An investor can also consider investing in an all seasons bond fund, wherein the fund manager has the flexibility to invest across the curve and make the most of the evolving market conditions. There is room for accrual strategy to play out, as well since better spread premium remains prevalent between spread assets and AAA and money market instruments. A savvy investor can consider investing in a credit-risk fund, as well.

 

What are the key risks facing the debt market today?

 

The key risk to the debt market is how the commodity and energy prices behave in the medium term. As India is a large importer of crude oil, any large spike there can change the trade balance and current account balance, apart from the impact on inflation. Another risk is the upward pressure on interest rates as it will impact the profitability of companies that are saddled with debt and also delay the pace of recovery, especially of those companies that are just coming off from the pandemic impact.

 

Do you foresee any kind of downgrade of defaults from Indian Inc? If yes, in which sector?

 

We are positive on the debt cycle, given that leverage is very low and that most of the corporations have deleveraged. Hence, we like the corporate sector from the overall cycle perspective.

 

Currently, the risk of defaults/downgrades has decreased significantly as the pandemic induced restrictions have been relaxed. According to a recent Crisil analysis, the credit ratio (ratio of upgrades to downgrades in credit ratings) — which is an indicator of the financial health of corporations — registered an increase to 2.96 between April and September of this financial year.
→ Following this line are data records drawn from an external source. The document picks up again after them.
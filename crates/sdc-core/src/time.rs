//! Simulation time model.
//!
//! Time advances in integer [`Tick`]s; each tick integrates the vehicle model
//! over a real-valued step `dt`.  The host may pass a measured frame time,
//! which is clamped to `[min_dt, max_dt]` before use so a stalled frame can
//! never teleport an agent through a wall.

use std::fmt;

use crate::{SdcError, SdcResult};

// ── Tick ─────────────────────────────────────────────────────────────────────

/// A tick counter, reset to zero at the start of every generation.
#[derive(Copy, Clone, PartialEq, Eq, PartialOrd, Ord, Hash, Debug, Default)]
#[cfg_attr(feature = "serde", derive(serde::Serialize, serde::Deserialize))]
pub struct Tick(pub u64);

impl Tick {
    pub const ZERO: Tick = Tick(0);

    /// Return the tick `n` steps after `self`.
    #[inline]
    pub fn offset(self, n: u64) -> Tick {
        Tick(self.0 + n)
    }

    /// Ticks elapsed from `earlier` to `self`, saturating at zero.
    #[inline]
    pub fn since(self, earlier: Tick) -> u64 {
        self.0.saturating_sub(earlier.0)
    }
}

impl std::ops::Add<u64> for Tick {
    type Output = Tick;
    #[inline]
    fn add(self, rhs: u64) -> Tick {
        Tick(self.0 + rhs)
    }
}

impl std::ops::Sub for Tick {
    type Output = u64;
    #[inline]
    fn sub(self, rhs: Tick) -> u64 {
        self.0 - rhs.0
    }
}

impl fmt::Display for Tick {
    fn fmt(&self, f: &mut fmt::Formatter<'_>) -> fmt::Result {
        write!(f, "T{}", self.0)
    }
}

// ── SimConfig ─────────────────────────────────────────────────────────────────

/// Run-level configuration shared by every scenario.
///
/// Typically loaded from a JSON file by a demo binary and handed to the
/// cohort builder and trainer.
#[derive(Clone, Debug, PartialEq)]
#[cfg_attr(feature = "serde", derive(serde::Serialize, serde::Deserialize))]
#[cfg_attr(feature = "serde", serde(default))]
pub struct SimConfig {
    /// Master RNG seed.  The same seed always produces identical results.
    pub seed: u64,

    /// Number of generations a trainer runs.
    pub epochs: u32,

    /// Time budget per generation; the generation ends on the first tick
    /// that exceeds it, even if agents are still alive.
    pub time_budget_ticks: u64,

    /// Fixed step used by headless runs.
    pub dt: f32,

    /// Lower clamp for host-supplied steps.  Must be positive.
    pub min_dt: f32,

    /// Upper clamp for host-supplied steps.
    pub max_dt: f32,

    /// Worker thread count passed to Rayon.  `None` uses all logical cores.
    pub num_threads: Option<usize>,

    /// Report agent snapshots every N ticks.  `0` disables snapshots.
    pub snapshot_interval_ticks: u64,
}

impl Default for SimConfig {
    fn default() -> Self {
        Self {
            seed:                    42,
            epochs:                  30,
            time_budget_ticks:       1_500,
            dt:                      0.17,
            min_dt:                  0.01,
            max_dt:                  0.5,
            num_threads:             None,
            snapshot_interval_ticks: 0,
        }
    }
}

impl SimConfig {
    /// Reject configurations that would make the tick loop meaningless.
    pub fn validate(&self) -> SdcResult<()> {
        if self.min_dt.is_nan() || self.min_dt <= 0.0 {
            return Err(SdcError::Config(format!("min_dt must be > 0, got {}", self.min_dt)));
        }
        if self.max_dt < self.min_dt {
            return Err(SdcError::Config(format!(
                "max_dt ({}) is below min_dt ({})",
                self.max_dt, self.min_dt
            )));
        }
        if !(self.dt >= self.min_dt && self.dt <= self.max_dt) {
            return Err(SdcError::Config(format!(
                "dt {} outside [{}, {}]",
                self.dt, self.min_dt, self.max_dt
            )));
        }
        if self.time_budget_ticks == 0 {
            return Err(SdcError::Config("time_budget_ticks must be > 0".into()));
        }
        Ok(())
    }

    /// Clamp a host-supplied step into `[min_dt, max_dt]`.
    ///
    /// NaN collapses to `min_dt`.
    #[inline]
    pub fn clamp_dt(&self, raw: f32) -> f32 {
        if raw.is_nan() {
            self.min_dt
        } else {
            raw.clamp(self.min_dt, self.max_dt)
        }
    }
}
It was 0.54 in the corresponding period last year, thereby indicating an improvement in the credit profile of the issuers.

 

While the overall development pertaining to the credit quality of corporations have been predominantly positive, some sectors have faced the adverse impact of pandemic-induced stress, mainly contact, movement, and occupancy-intensive sectors (services sector). The impact of lockdown on the SME sector, too, had been significant. While the issuers engaged in these sectors have shown a marked improvement, investors should exercise due caution.